═════ Data records ═════
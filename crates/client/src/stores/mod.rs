//! Observable state containers.
//!
//! Each store is an explicitly constructed, cheaply cloneable handle over
//! shared state, persisted through [`crate::persist`] and observed through
//! [`signal::Subscribers`]. Nothing here is a global; consumers receive the
//! store handles they need at construction time.

pub mod cart;
pub mod session;
pub mod signal;

pub use cart::{AddOutcome, CartLine, CartStore, CartSummary, UpdateOutcome};
pub use session::{Session, SessionError, SessionStore};
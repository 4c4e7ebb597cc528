//! Email address type.
//!
//! Used by registration to reject obviously malformed addresses before they
//! ever reach the backend (which applies its own, stricter validation).

use core::fmt;

use serde::{Deserialize, Serialize};

/// Errors that can occur when parsing an [`Email`].
#[derive(thiserror::Error, Debug, Clone)]
pub enum EmailError {
    /// The input string is empty.
    #[error("email cannot be empty")]
    Empty,
    /// The input string is too long.
    #[error("email must be at most {max} characters")]
    TooLong {
        /// Maximum allowed length.
        max: usize,
    },
    /// The input does not contain an @ symbol.
    #[error("email must contain an @ symbol")]
    MissingAtSymbol,
    /// The local part (before @) is empty.
    #[error("email local part cannot be empty")]
    EmptyLocalPart,
    /// The domain part (after @) is empty.
    #[error("email domain cannot be empty")]
    EmptyDomain,
}

/// An email address.
///
/// Structural validation only: a non-empty local part and domain separated by
/// an @ symbol, within the RFC 5321 length limit.
///
/// ## Examples
///
/// ```
/// use shopfront_core::Email;
///
/// assert!(Email::parse("user@example.com").is_ok());
/// assert!(Email::parse("no-at-symbol").is_err());
/// assert!(Email::parse("@example.com").is_err());
/// assert!(Email::parse("user@").is_err());
/// ```
#[derive(Debug, Clone, Serialize, Deserialize, PartialEq, Eq, Hash)]
#[serde(transparent)]
pub struct Email(String);

impl Email {
    /// Maximum length of an email address (RFC 5321).
    pub const MAX_LENGTH: usize = 254;

    /// Parse an `Email` from a string.
    ///
    /// # Errors
    ///
    /// Returns an error if the input is empty, longer than 254 characters,
    /// missing an @ symbol, or has an empty local part or domain.
    pub fn parse(s: &str) -> Result<Self, EmailError> {
        if s.is_empty() {
            return Err(EmailError::Empty);
        }

        if s.len() > Self::MAX_LENGTH {
            return Err(EmailError::TooLong {
                max: Self::MAX_LENGTH,
            });
        }

        let (local, domain) = s.split_once('@').ok_or(EmailError::MissingAtSymbol)?;

        if local.is_empty() {
            return Err(EmailError::EmptyLocalPart);
        }

        if domain.is_empty() {
            return Err(EmailError::EmptyDomain);
        }

        Ok(Self(s.to_string()))
    }

    /// Get the email address as a string slice.
    #[must_use]
    pub fn as_str(&self) -> &str {
        &self.0
    }

    /// Convert into the inner string.
    #[must_use]
    pub fn into_inner(self) -> String {
        self.0
    }
}

impl fmt::Display for Email {
    fn fmt(&self, f: &mut fmt::Formatter<'_>) -> fmt::Result {
        write!(f, "{}", self.0)
    }
}

impl AsRef<str> for Email {
    fn as_ref(&self) -> &str {
        &self.0
    }
}

#[cfg(test)]
mod tests {
    use super::*;

    #[test]
    fn test_valid_emails() {
        assert!(Email::parse("user@example.com").is_ok());
        assert!(Email::parse("user.name+tag@domain.co.uk").is_ok());
        assert!(Email::parse("a@b").is_ok());
    }

    #[test]
    fn test_empty_email() {
        assert!(matches!(Email::parse(""), Err(EmailError::Empty)));
    }

    #[test]
    fn test_missing_at_symbol() {
        assert!(matches!(
            Email::parse("no-at-symbol"),
            Err(EmailError::MissingAtSymbol)
        ));
    }

    #[test]
    fn test_empty_parts() {
        assert!(matches!(
            Email::parse("@example.com"),
            Err(EmailError::EmptyLocalPart)
        ));
        assert!(matches!(Email::parse("user@"), Err(EmailError::EmptyDomain)));
    }

    #[test]
    fn test_too_long() {
        let long = format!("{}@example.com", "a".repeat(250));
        assert!(matches!(
            Email::parse(&long),
            Err(EmailError::TooLong { max: 254 })
        ));
    }

    #[test]
    fn test_serde_transparent() {
        let email = Email::parse("user@example.com").expect("parse");
        let json = serde_json::to_string(&email).expect("serialize");
        assert_eq!(json, "\"user@example.com\"");
    }
}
═════
## Task to complete
Return every record, word for word.

## Your solution
filename crates/client/src/stores/mod.rs
//! Observable state containers.
//!
//! Each store is an explicitly constructed, cheaply cloneable handle over
//! shared state, persisted through [`crate::persist`] and observed through
//! [`signal::Subscribers`]. Nothing here is a global; consumers receive the
//! store handles they need at construction time.

pub mod cart;
pub mod session;
pub mod signal;

pub use cart::{AddOutcome, CartLine, CartStore, CartSummary, UpdateOutcome};
pub use session::{Session, SessionError, SessionStore};
repository 4c4e7ebb597cc528
//! Email address type.
//!
//! Used by registration to reject obviously malformed addresses before they
//! ever reach the backend (which applies its own, stricter validation).

use core::fmt;

use serde::{Deserialize, Serialize};

/// Errors that can occur when parsing an [`Email`].
#[derive(thiserror::Error, Debug, Clone)]
pub enum EmailError {
    /// The input string is empty.
    #[error("email cannot be empty")]
    Empty,
    /// The input string is too long.
    #[error("email must be at most {max} characters")]
    TooLong {
        /// Maximum allowed length.
        max: usize,
    },
    /// The input does not contain an @ symbol.
    #[error("email must contain an @ symbol")]
    MissingAtSymbol,
    /// The local part (before @) is empty.
    #[error("email local part cannot be empty")]
    EmptyLocalPart,
    /// The domain part (after @) is empty.
    #[error("email domain cannot be empty")]
    EmptyDomain,
}

/// An email address.
///
/// Structural validation only: a non-empty local part and domain separated by
/// an @ symbol, within the RFC 5321 length limit.
///
/// ## Examples
///
/// ```
/// use shopfront_core::Email;
///
/// assert!(Email::parse("user@example.com").is_ok());
/// assert!(Email::parse("no-at-symbol").is_err());
/// assert!(Email::parse("@example.com").is_err());
/// assert!(Email::parse("user@").is_err());
/// ```
#[derive(Debug, Clone, Serialize, Deserialize, PartialEq, Eq, Hash)]
#[serde(transparent)]
pub struct Email(String);

impl Email {
    /// Maximum length of an email address (RFC 5321).
    pub const MAX_LENGTH: usize = 254;

    /// Parse an `Email` from a string.
    ///
    /// # Errors
    ///
    /// Returns an error if the input is empty, longer than 254 characters,
    /// missing an @ symbol, or has an empty local part or domain.
    pub fn parse(s: &str) -> Result<Self, EmailError> {
        if s.is_empty() {
            return Err(EmailError::Empty);
        }

        if s.len() > Self::MAX_LENGTH {
            return Err(EmailError::TooLong {
                max: Self::MAX_LENGTH,
            });
        }

        let (local, domain) = s.split_once('@').ok_or(EmailError::MissingAtSymbol)?;

        if local.is_empty() {
            return Err(EmailError::EmptyLocalPart);
        }

        if domain.is_empty() {
            return Err(EmailError::EmptyDomain);
        }

        Ok(Self(s.to_string()))
    }

    /// Get the email address as a string slice.
    #[must_use]
    pub fn as_str(&self) -> &str {
        &self.0
    }

    /// Convert into the inner string.
    #[must_use]
    pub fn into_inner(self) -> String {
        self.0
    }
}

impl fmt::Display for Email {
    fn fmt(&self, f: &mut fmt::Formatter<'_>) -> fmt::Result {
        write!(f, "{}", self.0)
    }
}

impl AsRef<str> for Email {
    fn as_ref(&self) -> &str {
        &self.0
    }
}

#[cfg(test)]
mod tests {
    use super::*;

    #[test]
    fn test_valid_emails() {
        assert!(Email::parse("user@example.com").is_ok());
        assert!(Email::parse("user.name+tag@domain.co.uk").is_ok());
        assert!(Email::parse("a@b").is_ok());
    }

    #[test]
    fn test_empty_email() {
        assert!(matches!(Email::parse(""), Err(EmailError::Empty)));
    }

    #[test]
    fn test_missing_at_symbol() {
        assert!(matches!(
            Email::parse("no-at-symbol"),
            Err(EmailError::MissingAtSymbol)
        ));
    }

    #[test]
    fn test_empty_parts() {
        assert!(matches!(
            Email::parse("@example.com"),
            Err(EmailError::EmptyLocalPart)
        ));
        assert!(matches!(Email::parse("user@"), Err(EmailError::EmptyDomain)));
    }

    #[test]
    fn test_too_long() {
        let long = format!("{}@example.com", "a".repeat(250));
        assert!(matches!(
            Email::parse(&long),
            Err(EmailError::TooLong { max: 254 })
        ));
    }

    #[test]
    fn test_serde_transparent() {
        let email = Email::parse("user@example.com").expect("parse");
        let json = serde_json::to_string(&email).expect("serialize");
        assert_eq!(json, "\"user@example.com\"");
    }
}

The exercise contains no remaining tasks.